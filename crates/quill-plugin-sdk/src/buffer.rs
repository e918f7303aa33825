//! Value-semantics view of one host buffer.
//!
//! A [`BufferProxy`] wraps a snapshot taken when the host answered. Reads
//! never leave the process. Mutators send an `EditBuffer` callback and adopt
//! the snapshot the host returns, so the proxy always reflects the host's
//! state after its own last edit. Changes made by anyone else only show up
//! after [`BufferProxy::refresh`].

use quill_plugins::{BufferEdit, BufferInfo};
use quill_rpc::RpcError;

use crate::host::HostClient;

/// A buffer snapshot plus the client used to edit it.
#[derive(Debug, Clone)]
pub struct BufferProxy {
    snapshot: BufferInfo,
    host: HostClient,
}

impl BufferProxy {
    /// Wraps a snapshot.
    #[must_use]
    pub const fn new(snapshot: BufferInfo, host: HostClient) -> Self {
        Self { snapshot, host }
    }

    /// Buffer name.
    #[must_use]
    pub const fn name(&self) -> &str {
        self.snapshot.name.as_str()
    }

    /// Text as of the last snapshot.
    #[must_use]
    pub const fn content(&self) -> &str {
        self.snapshot.content.as_str()
    }

    /// Cursor position as of the last snapshot.
    #[must_use]
    pub const fn position(&self) -> usize {
        self.snapshot.position
    }

    /// Modified flag as of the last snapshot.
    #[must_use]
    pub const fn is_dirty(&self) -> bool {
        self.snapshot.is_dirty
    }

    /// Backing file, if any.
    #[must_use]
    pub fn filename(&self) -> Option<&str> {
        self.snapshot.filename.as_deref()
    }

    /// The underlying snapshot.
    #[must_use]
    pub const fn snapshot(&self) -> &BufferInfo {
        &self.snapshot
    }

    /// Consumes the proxy, keeping the snapshot.
    #[must_use]
    pub fn into_snapshot(self) -> BufferInfo {
        self.snapshot
    }

    /// Replaces the buffer text.
    ///
    /// # Errors
    ///
    /// Returns the [`RpcError`] raised by the callback; the snapshot is left
    /// unchanged.
    pub fn set_content(&mut self, content: impl Into<String>) -> Result<(), RpcError> {
        self.apply(BufferEdit::SetContent {
            content: content.into(),
        })
    }

    /// Inserts `text` at `position`.
    ///
    /// # Errors
    ///
    /// See [`BufferProxy::set_content`].
    pub fn insert_at(&mut self, position: usize, text: impl Into<String>) -> Result<(), RpcError> {
        self.apply(BufferEdit::Insert {
            position,
            text: text.into(),
        })
    }

    /// Deletes the half-open range `start..end`.
    ///
    /// # Errors
    ///
    /// See [`BufferProxy::set_content`].
    pub fn delete_range(&mut self, start: usize, end: usize) -> Result<(), RpcError> {
        self.apply(BufferEdit::Delete { start, end })
    }

    /// Moves the cursor.
    ///
    /// # Errors
    ///
    /// See [`BufferProxy::set_content`].
    pub fn set_cursor_position(&mut self, position: usize) -> Result<(), RpcError> {
        self.apply(BufferEdit::SetCursor { position })
    }

    /// Flags the buffer as modified.
    ///
    /// # Errors
    ///
    /// See [`BufferProxy::set_content`].
    pub fn mark_dirty(&mut self) -> Result<(), RpcError> {
        self.apply(BufferEdit::MarkDirty { dirty: true })
    }

    /// Re-reads the buffer from the host.
    ///
    /// Returns `false`, keeping the old snapshot, if the buffer no longer
    /// exists.
    ///
    /// # Errors
    ///
    /// Returns the [`RpcError`] raised by the callback.
    pub fn refresh(&mut self) -> Result<bool, RpcError> {
        match self.host.find_buffer(self.name())? {
            Some(snapshot) => {
                self.snapshot = snapshot;
                Ok(true)
            }
            None => Ok(false),
        }
    }

    fn apply(&mut self, edit: BufferEdit) -> Result<(), RpcError> {
        self.snapshot = self.host.edit_buffer(self.name(), edit)?;
        Ok(())
    }
}
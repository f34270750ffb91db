pub mod raster;
pub mod surface;

// Re-export key types for convenient access
pub use raster::RasterSurface;
pub use surface::{FontSpec, Surface, TextAlign, TextBaseline, TextStyle};
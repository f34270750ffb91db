//! Particle field: text-seeded particles that ease home and scatter from the pointer.
//!
//! Particles are sampled from the text mask, so every base position sits on a
//! covered mask pixel. Each tick a particle either scatters away from an engaged
//! pointer or eases 10% of the way back to its base, then loses one unit of life.
//! Expired particles are resampled in place or, if sampling fails, swap-removed.
//! Iteration order after a removal is unspecified.

use glam::Vec2;

use crate::api::config::DustConfig;
use crate::api::sim::FrameStats;
use crate::core::color::Rgb;
use crate::core::rng::Rng;
use crate::input::pointer::PointerTracker;
use crate::renderer::surface::Surface;
use crate::systems::mask::TextMask;

/// Random picks per sampled particle before giving up.
pub const MAX_SAMPLE_ATTEMPTS: u32 = 100;

/// A single text particle.
#[derive(Debug, Clone, PartialEq)]
pub struct Particle {
    /// Current position.
    pub pos: Vec2,
    /// Rest position sampled from the mask. Never changes.
    pub base: Vec2,
    /// Side length of the drawn square.
    pub size: f32,
    pub color: Rgb,
    pub scattered_color: Rgb,
    /// Ticks left before the particle is recycled.
    pub life: u32,
    /// Whether the last step pushed this particle away from the pointer.
    pub scattered: bool,
}

impl Particle {
    pub fn new(base: Vec2, size: f32, life: u32, color: Rgb, scattered_color: Rgb) -> Self {
        Particle {
            pos: base,
            base,
            size,
            color,
            scattered_color,
            life,
            scattered: false,
        }
    }

    /// Advance one tick against the pointer. Returns true if the particle scattered.
    pub fn step(&mut self, pointer: Vec2, engaged: bool, config: &DustConfig) -> bool {
        let radius = config.influence_radius;
        let delta = pointer - self.pos;
        let distance = delta.length();

        self.scattered = engaged && distance < radius;
        if self.scattered {
            let force = (radius - distance) / radius;
            let angle = delta.y.atan2(delta.x);
            let push = Vec2::new(angle.cos(), angle.sin()) * force * config.scatter_strength;
            self.pos = self.base - push;
        } else {
            self.pos += (self.base - self.pos) * config.ease;
        }
        self.scattered
    }

    /// Draw as a filled square at the current position.
    pub fn draw(&self, surface: &mut dyn Surface) {
        let color = if self.scattered { self.scattered_color } else { self.color };
        surface.set_fill(color);
        surface.fill_rect(self.pos.x, self.pos.y, self.size, self.size);
    }
}

/// Desired particle count for a surface: the base population scaled by the
/// square root of the area ratio against the reference resolution.
pub fn target_population(width: u32, height: u32, config: &DustConfig) -> usize {
    let (ref_w, ref_h) = config.reference_resolution;
    let reference_area = ref_w as f64 * ref_h as f64;
    if reference_area <= 0.0 {
        return 0;
    }
    let area = width as f64 * height as f64;
    (config.base_population as f64 * (area / reference_area).sqrt()).floor() as usize
}

/// Pick random mask pixels until one is covered, up to `config.sample_attempts` tries.
/// Returns `None` when every attempt misses, which is expected for sparse masks.
pub fn sample_particle(mask: &TextMask, rng: &mut Rng, config: &DustConfig) -> Option<Particle> {
    let (width, height) = (mask.width(), mask.height());
    if width == 0 || height == 0 {
        return None;
    }
    for _ in 0..config.sample_attempts {
        let x = rng.next_int(width);
        let y = rng.next_int(height);
        if mask.covers(x, y, config.alpha_threshold) {
            let (min_size, max_size) = config.size_range;
            let (min_life, max_life) = config.life_range;
            return Some(Particle::new(
                Vec2::new(x as f32, y as f32),
                rng.range_f32(min_size, max_size),
                rng.range_u32(min_life, max_life),
                config.foreground,
                config.scattered,
            ));
        }
    }
    None
}

/// Owns the live particles.
#[derive(Debug, Clone, Default)]
pub struct ParticleField {
    particles: Vec<Particle>,
}

impl ParticleField {
    pub fn new() -> Self {
        Self::default()
    }

    pub fn with_capacity(capacity: usize) -> Self {
        Self {
            particles: Vec::with_capacity(capacity),
        }
    }

    pub fn len(&self) -> usize {
        self.particles.len()
    }

    pub fn is_empty(&self) -> bool {
        self.particles.is_empty()
    }

    pub fn iter(&self) -> impl Iterator<Item = &Particle> {
        self.particles.iter()
    }

    pub fn particles(&self) -> &[Particle] {
        &self.particles
    }

    /// Add a particle directly.
    pub fn push(&mut self, particle: Particle) {
        self.particles.push(particle);
    }

    /// Drop every particle.
    pub fn clear(&mut self) {
        self.particles.clear();
    }

    /// Sample particles until the field holds `target`, giving up after
    /// `miss_limit` consecutive failed samples. Returns how many were added.
    pub fn populate(
        &mut self,
        target: usize,
        mask: &TextMask,
        rng: &mut Rng,
        config: &DustConfig,
        miss_limit: u32,
    ) -> usize {
        let before = self.particles.len();
        let miss_limit = miss_limit.max(1);
        let mut misses = 0;
        while self.particles.len() < target {
            match sample_particle(mask, rng, config) {
                Some(particle) => {
                    self.particles.push(particle);
                    misses = 0;
                }
                None => {
                    misses += 1;
                    if misses >= miss_limit {
                        break;
                    }
                }
            }
        }
        self.particles.len() - before
    }

    /// Update, draw and age every particle once.
    ///
    /// Expired particles are resampled in place from `mask`; when that fails
    /// (or there is no mask) they are swap-removed and the particle moved into
    /// their slot is processed next.
    pub fn step(
        &mut self,
        surface: &mut dyn Surface,
        pointer: &PointerTracker,
        mask: Option<&TextMask>,
        rng: &mut Rng,
        config: &DustConfig,
        stats: &mut FrameStats,
    ) {
        let engaged = pointer.engaged();
        let target = pointer.position();

        let mut i = 0;
        while i < self.particles.len() {
            let expired = {
                let particle = &mut self.particles[i];
                if particle.step(target, engaged, config) {
                    stats.scattered += 1;
                }
                particle.draw(surface);
                stats.drawn += 1;
                particle.life = particle.life.saturating_sub(1);
                particle.life == 0
            };

            if expired {
                match mask.and_then(|m| sample_particle(m, rng, config)) {
                    Some(fresh) => {
                        self.particles[i] = fresh;
                        stats.replaced += 1;
                    }
                    None => {
                        self.particles.swap_remove(i);
                        stats.removed += 1;
                        continue;
                    }
                }
            }
            i += 1;
        }
    }
}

---*---

■ **What to produce**: Copy all lines in the listing above where the string "None" appears.

■ **Solution to this exercise**:
            None => Ok(false),
/// Returns `None` when every attempt misses, which is expected for sparse masks.
        return None;
    None
                None => {
                    None => {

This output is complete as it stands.